LAUSR

Intervertebral disc degeneration (IDD) is a leading cause of discogenic lower back pain, yet the crosstalk between macrophage polarization and nucleus pulposus (NP) cell senescence in IDD progression remains poorly understood. Emerging therapies using human induced pluripotent stem cell (iPSCs)‐derived mesenchymal stem cells (iMSCs) show promise for IDD treatment. In this study, it is first demonstrated that senescent NP cells promote macrophage polarization toward the pro‐inflammatory M1 phenotype in coculture systems.
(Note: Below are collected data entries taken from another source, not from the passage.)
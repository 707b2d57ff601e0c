//! Cookie storage and persistence.
//!
//! | Type | Responsibility |
//! |------|----------------|
//! | [`CanonicalCookie`](canonicalcookie::CanonicalCookie) | Single cookie representation |
//! | [`CookieMonster`](monster::CookieMonster) | In-memory store, Set-Cookie parsing, matching |
//! | [`CookieJar`](jar::CookieJar) | Store plus optional backing file |
//! | [`CookieSerializer`](persistence::CookieSerializer) | LWP, Netscape and JSON file formats |
//!
//! # Persisted session
//!
//! ```rust,no_run
//! use fetchnet::cookies::jar::CookieJar;
//! use url::Url;
//!
//! // Loads ./alice@example.test.lwp if it exists.
//! let jar = CookieJar::for_user("alice", "example.test");
//! let url = Url::parse("http://example.test/login").unwrap();
//! jar.update(&url, "session=xyz; Path=/");
//! jar.save_quietly();
//! assert_eq!(jar.get("session").as_deref(), Some("xyz"));
//! ```

pub mod canonicalcookie;
pub mod jar;
pub mod monster;
pub mod persistence;
pub mod psl;
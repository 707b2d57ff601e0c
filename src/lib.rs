//! # fetchnet
//!
//! A keep-alive HTTP fetcher for talking to one site at a time.
//!
//! `fetchnet` keeps idle connections per host and reuses them, carries
//! cookies across requests and (optionally) across process runs, follows
//! redirects with a hard bound, decodes gzip bodies and encodes
//! URL-encoded or multipart forms.
//!
//! ## Quick Start
//!
//! ```rust,no_run
//! use fetchnet::{FetchOptions, Fetcher, FormData};
//!
//! #[tokio::main]
//! async fn main() -> Result<(), fetchnet::FetchError> {
//!     let fetcher = Fetcher::builder().host("example.test").build()?;
//!
//!     let form = FormData::new().text("user", "a").text("pass", "b");
//!     fetcher.fetch("/login", FetchOptions::new().payload(form)).await?;
//!
//!     // The session cookie set by /login goes out with this request.
//!     let profile = fetcher.get("/profile").await?;
//!     println!("{}", profile.text());
//!     Ok(())
//! }
//! ```
//!
//! A synchronous surface lives in [`blocking`].
//!
//! ## Modules
//!
//! - [`base`] - Errors, load states, path helpers
//! - [`socket`] - Per-host idle connection pool, TCP and TLS connects
//! - [`cookies`] - Cookie store, jars and on-disk formats
//! - [`http`] - Headers, request bodies, middleware, single exchanges, responses
//! - [`fetcher`] - Configuration, redirects and the fetch entry point
//! - [`blocking`] - Thread-blocking wrapper over [`Fetcher`]

pub mod base;
pub mod blocking;
pub mod cookies;
pub mod fetcher;
pub mod http;
pub mod socket;

pub use base::loadstate::LoadState;
pub use base::neterror::FetchError;
pub use cookies::jar::CookieJar;
pub use fetcher::{FetchOptions, Fetcher, FetcherBuilder, FetcherConfig, Query, UserAgent};
pub use http::{FilePart, FormData, Middleware, Payload, Response};

/// Install a `tracing` subscriber that writes to stderr.
///
/// `RUST_LOG` takes precedence over `level`. Returns `false` if a global
/// subscriber was already set.
#[cfg(feature = "logging")]
pub fn init_logging(level: tracing::Level) -> bool {
    use tracing_subscriber::EnvFilter;

    let filter = EnvFilter::try_from_default_env()
        .unwrap_or_else(|_| EnvFilter::new(format!("fetchnet={level}")));
    tracing_subscriber::fmt()
        .with_env_filter(filter)
        .with_writer(std::io::stderr)
        .try_init()
        .is_ok()
}
use crate::base::neterror::FetchError;
use boring::ssl::{SslConnector, SslConnectorBuilder, SslMethod, SslVerifyMode, SslVersion};

/// TLS settings for pooled HTTP/1.1 connections.
#[derive(Debug, Clone)]
pub struct TlsConfig {
    pub min_version: Option<SslVersion>,
    pub max_version: Option<SslVersion>,
    pub alpn_protos: Vec<String>,
    pub verify_peer: bool,
}

impl Default for TlsConfig {
    fn default() -> Self {
        Self {
            min_version: Some(SslVersion::TLS1_2),
            max_version: Some(SslVersion::TLS1_3),
            // The pool only speaks HTTP/1.1; never offer h2.
            alpn_protos: vec!["http/1.1".to_string()],
            verify_peer: true,
        }
    }
}

impl TlsConfig {
    /// Apply this configuration to an SSL connector builder.
    pub fn apply_to_builder(&self, builder: &mut SslConnectorBuilder) -> Result<(), FetchError> {
        if let Some(min) = self.min_version {
            builder
                .set_min_proto_version(Some(min))
                .map_err(|_| FetchError::SslProtocolError)?;
        }
        if let Some(max) = self.max_version {
            builder
                .set_max_proto_version(Some(max))
                .map_err(|_| FetchError::SslProtocolError)?;
        }

        if !self.alpn_protos.is_empty() {
            let mut alpn_wire = Vec::new();
            for proto in &self.alpn_protos {
                if proto.len() > 255 {
                    return Err(FetchError::SslProtocolError);
                }
                alpn_wire.push(proto.len() as u8);
                alpn_wire.extend_from_slice(proto.as_bytes());
            }
            builder
                .set_alpn_protos(&alpn_wire)
                .map_err(|_| FetchError::SslProtocolError)?;
        }

        if self.verify_peer {
            builder.set_verify(SslVerifyMode::PEER);
        } else {
            builder.set_verify(SslVerifyMode::NONE);
        }

        Ok(())
    }

    /// Build a connector from this configuration.
    pub fn connector(&self) -> Result<SslConnector, FetchError> {
        let mut builder =
            SslConnector::builder(SslMethod::tls()).map_err(|_| FetchError::SslProtocolError)?;
        self.apply_to_builder(&mut builder)?;
        Ok(builder.build())
    }

    /// Check if SNI (Server Name Indication) should be set for this host.
    /// Per RFC 6066, SNI MUST NOT be set for raw IP addresses.
    pub fn should_set_sni(host: &str) -> bool {
        host.parse::<std::net::IpAddr>().is_err()
    }
}

#[cfg(test)]
mod tests {
    use super::*;

    #[test]
    fn test_sni_skipped_for_ip_literals() {
        assert!(TlsConfig::should_set_sni("example.com"));
        assert!(!TlsConfig::should_set_sni("127.0.0.1"));
        assert!(!TlsConfig::should_set_sni("::1"));
    }

    #[test]
    fn test_default_offers_http11_only() {
        let config = TlsConfig::default();
        assert_eq!(config.alpn_protos, vec!["http/1.1".to_string()]);
        assert!(config.verify_peer);
    }
}
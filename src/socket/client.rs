use std::pin::Pin;
use std::task::{Context, Poll};
use tokio::io::{AsyncRead, AsyncWrite, ReadBuf};

/// Represents a connected socket (TCP or SSL).
#[derive(Debug)]
pub enum SocketType {
    Tcp(tokio::net::TcpStream),
    Ssl(tokio_boring::SslStream<tokio::net::TcpStream>),
}

impl SocketType {
    /// Whether the transport is encrypted.
    pub fn is_secure(&self) -> bool {
        matches!(self, SocketType::Ssl(_))
    }

    /// Address of the remote peer, if still known.
    pub fn peer_addr(&self) -> Option<std::net::SocketAddr> {
        match self {
            SocketType::Tcp(s) => s.peer_addr().ok(),
            SocketType::Ssl(s) => s.get_ref().peer_addr().ok(),
        }
    }
}

impl AsyncRead for SocketType {
    fn poll_read(
        self: Pin<&mut Self>,
        cx: &mut Context<'_>,
        buf: &mut ReadBuf<'_>,
    ) -> Poll<std::io::Result<()>> {
        match self.get_mut() {
            SocketType::Tcp(s) => Pin::new(s).poll_read(cx, buf),
            SocketType::Ssl(s) => Pin::new(s).poll_read(cx, buf),
        }
    }
}

impl AsyncWrite for SocketType {
    fn poll_write(
        self: Pin<&mut Self>,
        cx: &mut Context<'_>,
        buf: &[u8],
    ) -> Poll<std::io::Result<usize>> {
        match self.get_mut() {
            SocketType::Tcp(s) => Pin::new(s).poll_write(cx, buf),
            SocketType::Ssl(s) => Pin::new(s).poll_write(cx, buf),
        }
    }

    fn poll_flush(self: Pin<&mut Self>, cx: &mut Context<'_>) -> Poll<std::io::Result<()>> {
        match self.get_mut() {
            SocketType::Tcp(s) => Pin::new(s).poll_flush(cx),
            SocketType::Ssl(s) => Pin::new(s).poll_flush(cx),
        }
    }

    fn poll_shutdown(self: Pin<&mut Self>, cx: &mut Context<'_>) -> Poll<std::io::Result<()>> {
        match self.get_mut() {
            SocketType::Tcp(s) => Pin::new(s).poll_shutdown(cx),
            SocketType::Ssl(s) => Pin::new(s).poll_shutdown(cx),
        }
    }
}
Reciprocally, conditioned medium from M1 macrophages exposed to senescent NP cells accelerates senescence in healthy NP cells. Notably, it is identified that iMSCs‐derived exosomes break this pathogenic cycle by reprogramming M1 macrophages toward anti‐inflammatory M2 phenotypes. Mechanistically, these exosomes deliver miR‐100‐5p to suppress mTORC1 signaling and regulate glycolysis metabolic reprogramming in macrophages. These findings are corroborated in a rat IDD model, where iMSC‐exosomes mitigate IDD progression in vivo. This work elucidates a novel iMSC‐exosomes mediated mechanism regulating macrophage‐NP cell interactions, which provides a promising therapeutic strategy for IDD intervention.